#### [What is being asked]
From the entries that follow, report every line in which "target" occurs.

[Data for this task]

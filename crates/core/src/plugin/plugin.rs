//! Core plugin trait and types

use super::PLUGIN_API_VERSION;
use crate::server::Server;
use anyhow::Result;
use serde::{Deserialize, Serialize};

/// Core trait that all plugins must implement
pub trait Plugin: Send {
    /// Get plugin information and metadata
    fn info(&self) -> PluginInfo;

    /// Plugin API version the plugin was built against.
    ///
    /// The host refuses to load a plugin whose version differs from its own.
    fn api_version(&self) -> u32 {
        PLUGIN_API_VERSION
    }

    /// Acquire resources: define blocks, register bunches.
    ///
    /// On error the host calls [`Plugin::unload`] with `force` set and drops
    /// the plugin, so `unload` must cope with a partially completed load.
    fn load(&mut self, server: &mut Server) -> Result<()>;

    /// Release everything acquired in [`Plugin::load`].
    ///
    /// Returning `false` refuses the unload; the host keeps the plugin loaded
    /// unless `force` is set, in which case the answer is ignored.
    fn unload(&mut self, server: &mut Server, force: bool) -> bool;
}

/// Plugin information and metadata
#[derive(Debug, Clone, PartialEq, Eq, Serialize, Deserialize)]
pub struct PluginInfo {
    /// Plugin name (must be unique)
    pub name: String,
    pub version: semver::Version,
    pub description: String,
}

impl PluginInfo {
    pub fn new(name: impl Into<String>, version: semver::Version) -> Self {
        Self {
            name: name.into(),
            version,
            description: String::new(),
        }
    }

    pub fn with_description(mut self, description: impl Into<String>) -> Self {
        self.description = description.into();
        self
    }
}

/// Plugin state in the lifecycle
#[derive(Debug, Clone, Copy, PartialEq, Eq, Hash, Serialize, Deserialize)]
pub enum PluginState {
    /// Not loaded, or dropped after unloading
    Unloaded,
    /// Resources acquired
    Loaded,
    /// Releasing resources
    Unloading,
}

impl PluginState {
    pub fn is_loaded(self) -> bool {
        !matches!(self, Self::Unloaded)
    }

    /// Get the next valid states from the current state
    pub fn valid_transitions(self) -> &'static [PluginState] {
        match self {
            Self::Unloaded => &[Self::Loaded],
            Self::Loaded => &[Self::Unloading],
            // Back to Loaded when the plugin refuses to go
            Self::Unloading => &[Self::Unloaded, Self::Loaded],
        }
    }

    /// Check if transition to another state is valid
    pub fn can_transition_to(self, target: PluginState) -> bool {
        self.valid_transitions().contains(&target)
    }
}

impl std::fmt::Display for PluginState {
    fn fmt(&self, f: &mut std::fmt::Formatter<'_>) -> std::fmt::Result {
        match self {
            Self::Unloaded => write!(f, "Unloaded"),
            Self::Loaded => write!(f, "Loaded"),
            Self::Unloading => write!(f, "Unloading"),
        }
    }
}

[/Data for this task]

#### [Output of the task]
    pub fn can_transition_to(self, target: PluginState) -> bool {
        self.valid_transitions().contains(&target)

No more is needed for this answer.